## Given records
========================================

//! Controller-connection state as the dispatcher sees it.
//!
//! The transport below owns the socket; here a connection is the
//! negotiated protocol state plus an outbound queue of encoded messages
//! the transport drains. The dispatcher consults three attributes for
//! authorization and formatting: the connection class, the controller
//! role, and the negotiated flow format.

use crate::message::{
    AsyncConfig, ControllerRole, FlowFormat, Message, PacketInFormat, PortReason,
};
use crate::ofp_header::{Xid, OPENFLOW_0_01_VERSION};
use crate::ofp_serialization;
use crate::pktbuf::PacketBuffers;

/// Primary connections take the configured role; service connections are
/// exempt from slave-role restrictions.
#[derive(Copy, Clone, Debug, PartialEq, Eq)]
pub enum ConnectionType {
    Primary,
    Service,
}

pub type ConnId = usize;

/// One controller connection's dispatcher-visible state.
#[derive(Debug)]
pub struct Connection {
    pub id: ConnId,
    pub conn_type: ConnectionType,
    pub role: ControllerRole,
    /// Negotiated protocol version; 1.0 until Hello says otherwise.
    pub version: u8,
    pub flow_format: FlowFormat,
    pub packet_in_format: PacketInFormat,
    pub miss_send_len: u16,
    pub controller_id: u16,
    pub async_config: AsyncConfig,
    /// The table-id-in-flow-mod extension toggle.
    pub flow_mod_table_id: bool,
    pub pktbuf: PacketBuffers,
    outbox: Vec<Vec<u8>>,
}

impl Connection {
    pub fn new(id: ConnId, conn_type: ConnectionType) -> Connection {
        Connection {
            id,
            conn_type,
            role: ControllerRole::Other,
            version: OPENFLOW_0_01_VERSION,
            flow_format: FlowFormat::OpenFlow10,
            packet_in_format: PacketInFormat::Standard,
            miss_send_len: 128,
            controller_id: 0,
            async_config: AsyncConfig::default(),
            flow_mod_table_id: false,
            pktbuf: PacketBuffers::new(),
            outbox: Vec::new(),
        }
    }

    /// Encode `message` for this connection's version and queue it.
    /// Encoding failures are logged, not fatal: a reply that cannot be
    /// expressed in the negotiated dialect is dropped.
    pub fn send(&mut self, xid: Xid, message: Message) {
        match ofp_serialization::marshal(self.version, xid, message) {
            Ok(bytes) => self.outbox.push(bytes),
            Err(e) => log::warn!("conn {}: dropping unencodable message: {}", self.id, e),
        }
    }

    /// Drain queued outbound frames for the transport to write.
    pub fn take_outbox(&mut self) -> Vec<Vec<u8>> {
        std::mem::take(&mut self.outbox)
    }

    pub fn queued(&self) -> usize {
        self.outbox.len()
    }

    /// Whether this connection receives flow-removed notifications.
    pub fn receives_flow_removed(&self) -> bool {
        let idx = (self.role == ControllerRole::Slave) as usize;
        self.async_config.flow_removed_mask[idx] != 0
    }

    /// Whether this connection receives port-status events for `reason`.
    pub fn receives_port_status(&self, reason: PortReason) -> bool {
        let idx = (self.role == ControllerRole::Slave) as usize;
        self.async_config.port_status_mask[idx] & (1 << reason as u32) != 0
    }

    /// Whether this connection receives packet-in messages.
    pub fn receives_packet_in(&self) -> bool {
        let idx = (self.role == ControllerRole::Slave) as usize;
        self.async_config.packet_in_mask[idx] != 0
    }
}

/// The set of live controller connections for one switch.
///
/// The real connection manager (TCP/TLS, reconnection backoff) lives in
/// the transport layer; this holds only what the core consults.
#[derive(Debug, Default)]
pub struct ConnMgr {
    connections: Vec<Option<Connection>>,
}

impl ConnMgr {
    pub fn new() -> ConnMgr {
        ConnMgr::default()
    }

    pub fn add(&mut self, conn_type: ConnectionType) -> ConnId {
        if let Some(id) = self.connections.iter().position(|c| c.is_none()) {
            self.connections[id] = Some(Connection::new(id, conn_type));
            id
        } else {
            let id = self.connections.len();
            self.connections.push(Some(Connection::new(id, conn_type)));
            id
        }
    }

    pub fn remove(&mut self, id: ConnId) -> Option<Connection> {
        self.connections.get_mut(id).and_then(|slot| slot.take())
    }

    pub fn get(&self, id: ConnId) -> Option<&Connection> {
        self.connections.get(id).and_then(|c| c.as_ref())
    }

    pub fn get_mut(&mut self, id: ConnId) -> Option<&mut Connection> {
        self.connections.get_mut(id).and_then(|c| c.as_mut())
    }

    pub fn iter_mut(&mut self) -> impl Iterator<Item = &mut Connection> {
        self.connections.iter_mut().filter_map(|c| c.as_mut())
    }

    pub fn len(&self) -> usize {
        self.connections.iter().filter(|c| c.is_some()).count()
    }

    pub fn is_empty(&self) -> bool {
        self.len() == 0
    }

    /// Queue a message on every connection that `filter` admits; the
    /// message is rebuilt per connection so each dialect encodes its own
    /// form.
    pub fn broadcast<F, M>(&mut self, filter: F, mut build: M)
    where
        F: Fn(&Connection) -> bool,
        M: FnMut(&Connection) -> (Xid, Message),
    {
        for conn in self.connections.iter_mut().filter_map(|c| c.as_mut()) {
            if filter(conn) {
                let (xid, message) = build(conn);
                conn.send(xid, message);
            }
        }
    }
}

#[cfg(test)]
mod tests {
    use super::*;

    #[test]
    fn slot_reuse_after_disconnect() {
        let mut mgr = ConnMgr::new();
        let a = mgr.add(ConnectionType::Primary);
        let b = mgr.add(ConnectionType::Service);
        mgr.remove(a).unwrap();
        let c = mgr.add(ConnectionType::Primary);
        assert_eq!(c, a);
        assert_ne!(b, c);
        assert_eq!(mgr.len(), 2);
    }

    #[test]
    fn send_queues_encoded_frames() {
        let mut conn = Connection::new(0, ConnectionType::Primary);
        conn.send(7, Message::BarrierReply);
        let frames = conn.take_outbox();
        assert_eq!(frames.len(), 1);
        assert_eq!(frames[0][0], OPENFLOW_0_01_VERSION);
        assert!(conn.take_outbox().is_empty());
    }

    #[test]
    fn default_async_config_muzzles_slaves() {
        let mut conn = Connection::new(0, ConnectionType::Primary);
        assert!(conn.receives_flow_removed());
        assert!(conn.receives_packet_in());
        conn.role = ControllerRole::Slave;
        assert!(!conn.receives_flow_removed());
        assert!(!conn.receives_packet_in());
        // Port status still flows to slaves by default.
        assert!(conn.receives_port_status(PortReason::PortAdd));
    }
}
//! Version dispatch: route raw buffers to the dialect codec named by the
//! header's version byte.

use bytes::BytesMut;

use crate::message::Message;
use crate::ofp_header::{
    OfpHeader, Xid, OFP_MAX_MSG_LENGTH, OPENFLOW_0_01_VERSION, OPENFLOW_0_02_VERSION,
    OPENFLOW_0_03_VERSION,
};
use crate::ofp_message::OfpSerializationError;

/// The set of protocol versions a switch is willing to speak.
#[derive(Copy, Clone, Debug, PartialEq, Eq)]
pub struct VersionSet(u8);

impl VersionSet {
    pub fn all() -> VersionSet {
        VersionSet(
            (1 << OPENFLOW_0_01_VERSION) | (1 << OPENFLOW_0_02_VERSION)
                | (1 << OPENFLOW_0_03_VERSION),
        )
    }

    pub fn only(version: u8) -> VersionSet {
        VersionSet(1 << version)
    }

    pub fn with(self, version: u8) -> VersionSet {
        VersionSet(self.0 | (1 << version))
    }

    pub fn contains(&self, version: u8) -> bool {
        version < 8 && self.0 & (1 << version) != 0
    }

    /// The highest enabled version, used when answering a Hello.
    pub fn highest(&self) -> u8 {
        (0..8).rev().find(|v| self.contains(*v)).unwrap_or(0)
    }
}

impl Default for VersionSet {
    fn default() -> VersionSet {
        VersionSet::all()
    }
}

/// Parse a message with every version enabled.
pub fn parse(header: &OfpHeader, body: &BytesMut) -> Result<(Xid, Message), OfpSerializationError> {
    parse_with_versions(header, body, VersionSet::all())
}

/// Parse a message, rejecting versions outside `enabled`. `Hello` is always
/// parsed so version negotiation can answer an incompatible peer.
pub fn parse_with_versions(
    header: &OfpHeader,
    body: &BytesMut,
    enabled: VersionSet,
) -> Result<(Xid, Message), OfpSerializationError> {
    if header.length() > OFP_MAX_MSG_LENGTH
        || header.length() != OfpHeader::size() + body.len()
    {
        return Err(OfpSerializationError::BadLength {
            message: "message length does not match header".to_string(),
        });
    }
    let version = header.version();
    if !enabled.contains(version) {
        // A Hello from a version we do not speak still decodes, so the
        // caller can reply with an incompatible-version error.
        if header.type_byte() == 0 {
            return Ok((header.xid(), Message::Hello));
        }
        return Err(OfpSerializationError::UnsupportedVersion { version });
    }
    match version {
        OPENFLOW_0_01_VERSION => openflow0x01::parse(header, body),
        OPENFLOW_0_02_VERSION => openflow0x02::parse(header, body),
        OPENFLOW_0_03_VERSION => openflow0x03::parse(header, body),
        v => Err(OfpSerializationError::UnsupportedVersion { version: v }),
    }
}

pub fn marshal(version: u8, xid: Xid, message: Message) -> Result<Vec<u8>, OfpSerializationError> {
    match version {
        OPENFLOW_0_01_VERSION => openflow0x01::marshal(xid, message),
        OPENFLOW_0_02_VERSION => openflow0x02::marshal(xid, message),
        OPENFLOW_0_03_VERSION => openflow0x03::marshal(xid, message),
        v => Err(OfpSerializationError::UnsupportedVersion { version: v }),
    }
}

pub mod openflow0x01 {
    use super::*;
    use crate::ofp_message::OfpMessage;
    use crate::openflow0x01::message::Message0x01;

    pub fn marshal(xid: Xid, message: Message) -> Result<Vec<u8>, OfpSerializationError> {
        Message0x01::marshal(xid, Message0x01::from(message))
    }

    pub fn parse(
        header: &OfpHeader,
        body: &BytesMut,
    ) -> Result<(Xid, Message), OfpSerializationError> {
        Message0x01::parse(header, body).map(|x| (x.0, x.1.message()))
    }
}

pub mod openflow0x02 {
    use super::*;
    use crate::ofp_message::OfpMessage;
    use crate::openflow0x02::message::Message0x02;

    pub fn marshal(xid: Xid, message: Message) -> Result<Vec<u8>, OfpSerializationError> {
        Message0x02::marshal(xid, Message0x02::from(message))
    }

    pub fn parse(
        header: &OfpHeader,
        body: &BytesMut,
    ) -> Result<(Xid, Message), OfpSerializationError> {
        Message0x02::parse(header, body).map(|x| (x.0, x.1.message()))
    }
}

pub mod openflow0x03 {
    use super::*;
    use crate::ofp_message::OfpMessage;
    use crate::openflow0x03::message::Message0x03;

    pub fn marshal(xid: Xid, message: Message) -> Result<Vec<u8>, OfpSerializationError> {
        Message0x03::marshal(xid, Message0x03::from(message))
    }

    pub fn parse(
        header: &OfpHeader,
        body: &BytesMut,
    ) -> Result<(Xid, Message), OfpSerializationError> {
        Message0x03::parse(header, body).map(|x| (x.0, x.1.message()))
    }
}

/// Split one complete framed message off the front of `buffer`, parse it,
/// and return it with its header. Returns `Ok(None)` when the buffer does
/// not yet hold a complete message.
pub fn take_message(
    buffer: &mut BytesMut,
    enabled: VersionSet,
) -> Result<Option<(OfpHeader, Xid, Message)>, OfpSerializationError> {
    if buffer.len() < OfpHeader::size() {
        return Ok(None);
    }
    let header = OfpHeader::parse(&buffer[..OfpHeader::size()])?;
    if header.length() < OfpHeader::size() {
        return Err(OfpSerializationError::BadLength {
            message: "header length shorter than header".to_string(),
        });
    }
    if buffer.len() < header.length() {
        return Ok(None);
    }
    let mut frame = buffer.split_to(header.length());
    let body = frame.split_off(OfpHeader::size());
    let (xid, message) = parse_with_versions(&header, &body, enabled)?;
    Ok(Some((header, xid, message)))
}

#[cfg(test)]
mod tests {
    use super::*;

    #[test]
    fn version_set_defaults_to_all() {
        let set = VersionSet::default();
        assert!(set.contains(OPENFLOW_0_01_VERSION));
        assert!(set.contains(OPENFLOW_0_02_VERSION));
        assert!(set.contains(OPENFLOW_0_03_VERSION));
        assert!(!set.contains(4));
        assert_eq!(set.highest(), OPENFLOW_0_03_VERSION);
    }

    #[test]
    fn parse_rejects_disabled_version() {
        let data = marshal(OPENFLOW_0_02_VERSION, 5, Message::BarrierRequest).unwrap();
        let header = OfpHeader::parse(&data[..OfpHeader::size()]).unwrap();
        let body = BytesMut::from(&data[OfpHeader::size()..]);
        let err = parse_with_versions(&header, &body, VersionSet::only(OPENFLOW_0_01_VERSION))
            .unwrap_err();
        assert!(matches!(err, OfpSerializationError::UnsupportedVersion { version: 2 }));
    }

    #[test]
    fn hello_from_disabled_version_still_parses() {
        let data = marshal(OPENFLOW_0_03_VERSION, 9, Message::Hello).unwrap();
        let header = OfpHeader::parse(&data[..OfpHeader::size()]).unwrap();
        let body = BytesMut::from(&data[OfpHeader::size()..]);
        let (xid, msg) =
            parse_with_versions(&header, &body, VersionSet::only(OPENFLOW_0_01_VERSION)).unwrap();
        assert_eq!(xid, 9);
        assert_eq!(msg, Message::Hello);
    }

    #[test]
    fn length_mismatch_is_rejected() {
        let data = marshal(OPENFLOW_0_01_VERSION, 1, Message::EchoRequest(vec![1, 2, 3])).unwrap();
        let header = OfpHeader::parse(&data[..OfpHeader::size()]).unwrap();
        // Short body: claim 3 payload bytes but provide 2.
        let body = BytesMut::from(&data[OfpHeader::size()..data.len() - 1]);
        assert!(parse(&header, &body).is_err());
    }

    #[test]
    fn take_message_waits_for_full_frame() {
        let data = marshal(OPENFLOW_0_01_VERSION, 3, Message::EchoRequest(vec![7; 4])).unwrap();
        let mut buffer = BytesMut::from(&data[..6]);
        assert!(take_message(&mut buffer, VersionSet::all()).unwrap().is_none());
        buffer.extend_from_slice(&data[6..]);
        let (header, xid, msg) = take_message(&mut buffer, VersionSet::all()).unwrap().unwrap();
        assert_eq!(header.version(), OPENFLOW_0_01_VERSION);
        assert_eq!(xid, 3);
        assert_eq!(msg, Message::EchoRequest(vec![7; 4]));
        assert!(buffer.is_empty());
    }

    #[test]
    fn same_message_decodes_across_versions() {
        for version in [OPENFLOW_0_01_VERSION, OPENFLOW_0_02_VERSION, OPENFLOW_0_03_VERSION] {
            let data = marshal(version, 11, Message::BarrierRequest).unwrap();
            let header = OfpHeader::parse(&data[..OfpHeader::size()]).unwrap();
            let body = BytesMut::from(&data[OfpHeader::size()..]);
            let (_, msg) = parse(&header, &body).unwrap();
            assert_eq!(msg, Message::BarrierRequest);
        }
    }
}
/// Nicira vendor extension messages (vendor id 0x00002320).
#[derive(Debug, PartialEq, Clone)]
pub enum NxMessage {
    /// Enable or disable deriving the tunnel id from the cookie field.
    TunIdFromCookie(bool),
    RoleRequest(ControllerRole),
    RoleReply(ControllerRole),
    SetFlowFormat(FlowFormat),
    /// Flow-mod whose match travels in NXM TLV form.
    FlowMod(FlowMod),
    FlowRemoved(FlowRemoved),
    /// Enable the extension that carries a table id in flow-mods.
    FlowModTableId(bool),
    SetPacketInFormat(PacketInFormat),
    /// Packet-in framed with an NXM match, sent when a connection has
    /// negotiated `PacketInFormat::Nxm`.
    PacketIn(PacketIn),
    SetControllerId(u16),
    SetAsyncConfig(AsyncConfig),
    /// Report of seconds-since-last-use for a set of flows.
    FlowAge,
}

/// Abstractions of OpenFlow messages mapping to message codes.
#[derive(Debug, PartialEq, Clone)]
pub enum Message {
    Hello,
    Error(Error),
    EchoRequest(Vec<u8>),
    EchoReply(Vec<u8>),
    Vendor(NxMessage),
    FeaturesReq,
    FeaturesReply(SwitchFeatures),
    GetConfigReq,
    GetConfigReply(SwitchConfig),
    SetConfig(SwitchConfig),
    FlowMod(FlowMod),
    PacketIn(PacketIn),
    FlowRemoved(FlowRemoved),
    PortStatus(PortStatus),
    PacketOut(PacketOut),
    PortMod(PortMod),
    BarrierRequest,
    BarrierReply,
    StatsRequest(StatsReq),
    StatsReply(StatsResp),
    QueueGetConfigReq {
        port: u16,
    },
}
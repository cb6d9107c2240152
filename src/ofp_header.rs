use std::io::Cursor;

use byteorder::{BigEndian, ReadBytesExt, WriteBytesExt};

use crate::ofp_message::OfpSerializationError;
use crate::openflow::MsgCode;

pub const OFP_HEADER_LENGTH: usize = 8;

/// The largest message, header included, that any OpenFlow version can
/// express with its 16-bit length field.
pub const OFP_MAX_MSG_LENGTH: usize = 65535;

pub type Xid = u32;

pub const OPENFLOW_0_01_VERSION: u8 = 1; // 1.0
pub const OPENFLOW_0_02_VERSION: u8 = 2; // 1.1
pub const OPENFLOW_0_03_VERSION: u8 = 3; // 1.2

/// OpenFlow Header
///
/// The first fields of every OpenFlow message, no matter the protocol version.
/// This is parsed to determine version and length of the remaining message, so that
/// it can be properly handled.
#[derive(Debug, Clone, PartialEq, Eq)]
pub struct OfpHeader {
    version: u8,
    typ: u8,
    length: u16,
    xid: u32,
}

impl OfpHeader {
    /// Create an `OfpHeader` out of the arguments.
    pub fn new(version: u8, typ: u8, length: u16, xid: u32) -> OfpHeader {
        OfpHeader {
            version,
            typ,
            length,
            xid,
        }
    }

    /// Return the byte-size of an `OfpHeader`.
    pub fn size() -> usize {
        OFP_HEADER_LENGTH
    }

    /// Fills a message buffer with the header fields of an `OfpHeader`.
    pub fn marshal(bytes: &mut Vec<u8>, header: OfpHeader) {
        bytes.write_u8(header.version()).unwrap();
        bytes.write_u8(header.typ).unwrap();
        bytes.write_u16::<BigEndian>(header.length).unwrap();
        bytes.write_u32::<BigEndian>(header.xid()).unwrap();
    }

    /// Takes a message buffer (sized for an `OfpHeader`) and returns an `OfpHeader`.
    pub fn parse(buf: &[u8]) -> Result<Self, OfpSerializationError> {
        if buf.len() < OFP_HEADER_LENGTH {
            return Err(OfpSerializationError::BadLength {
                message: "header".to_string(),
            });
        }
        let mut bytes = Cursor::new(buf);
        Ok(OfpHeader {
            version: bytes.read_u8().unwrap(),
            typ: bytes.read_u8().unwrap(),
            length: bytes.read_u16::<BigEndian>().unwrap(),
            xid: bytes.read_u32::<BigEndian>().unwrap(),
        })
    }

    /// Return the `version` field of a header.
    pub fn version(&self) -> u8 {
        self.version
    }

    /// Return the raw `type` byte of a header.
    pub fn type_byte(&self) -> u8 {
        self.typ
    }

    /// Return the OpenFlow message type code of a header, or an error if the
    /// type byte is outside the defined range.
    pub fn type_code(&self) -> Result<MsgCode, OfpSerializationError> {
        MsgCode::from_u8(self.typ).ok_or(OfpSerializationError::UnexpectedValueError {
            value: format!("0x{:x}", self.typ),
            field: "message type".to_string(),
            message: "message header".to_string(),
        })
    }

    /// Return the `length` field of a header. Includes the length of the header itself.
    pub fn length(&self) -> usize {
        self.length as usize
    }

    /// Return the `xid` field of a header, the transaction id associated with this packet.
    /// Replies use the same id to facilitate pairing.
    pub fn xid(&self) -> u32 {
        self.xid
    }
}

#[cfg(test)]
mod tests {
    use super::*;

    #[test]
    fn header_roundtrip() {
        let header = OfpHeader::new(OPENFLOW_0_01_VERSION, 14, 72, 0x12345678);
        let mut buf = Vec::new();
        OfpHeader::marshal(&mut buf, header.clone());
        assert_eq!(buf.len(), OFP_HEADER_LENGTH);
        let parsed = OfpHeader::parse(&buf).unwrap();
        assert_eq!(parsed, header);
        assert_eq!(parsed.type_code().unwrap(), MsgCode::FlowMod);
    }

    #[test]
    fn unknown_type_is_rejected() {
        let header = OfpHeader::new(OPENFLOW_0_01_VERSION, 99, 8, 1);
        assert!(header.type_code().is_err());
    }

    #[test]
    fn short_header_is_rejected() {
        assert!(OfpHeader::parse(&[1, 2, 3]).is_err());
    }
}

========================================

Your task is to restate, word for word, the lines from the beginning of the records to the line with "table-id-in-flow-mod extension toggle.", inclusive.

//! Controller-connection state as the dispatcher sees it.
//!
//! The transport below owns the socket; here a connection is the
//! negotiated protocol state plus an outbound queue of encoded messages
//! the transport drains. The dispatcher consults three attributes for
//! authorization and formatting: the connection class, the controller
//! role, and the negotiated flow format.

use crate::message::{
    AsyncConfig, ControllerRole, FlowFormat, Message, PacketInFormat, PortReason,
};
use crate::ofp_header::{Xid, OPENFLOW_0_01_VERSION};
use crate::ofp_serialization;
use crate::pktbuf::PacketBuffers;

/// Primary connections take the configured role; service connections are
/// exempt from slave-role restrictions.
#[derive(Copy, Clone, Debug, PartialEq, Eq)]
pub enum ConnectionType {
    Primary,
    Service,
}

pub type ConnId = usize;

/// One controller connection's dispatcher-visible state.
#[derive(Debug)]
pub struct Connection {
    pub id: ConnId,
    pub conn_type: ConnectionType,
    pub role: ControllerRole,
    /// Negotiated protocol version; 1.0 until Hello says otherwise.
    pub version: u8,
    pub flow_format: FlowFormat,
    pub packet_in_format: PacketInFormat,
    pub miss_send_len: u16,
    pub controller_id: u16,
    pub async_config: AsyncConfig,
    /// The table-id-in-flow-mod extension toggle.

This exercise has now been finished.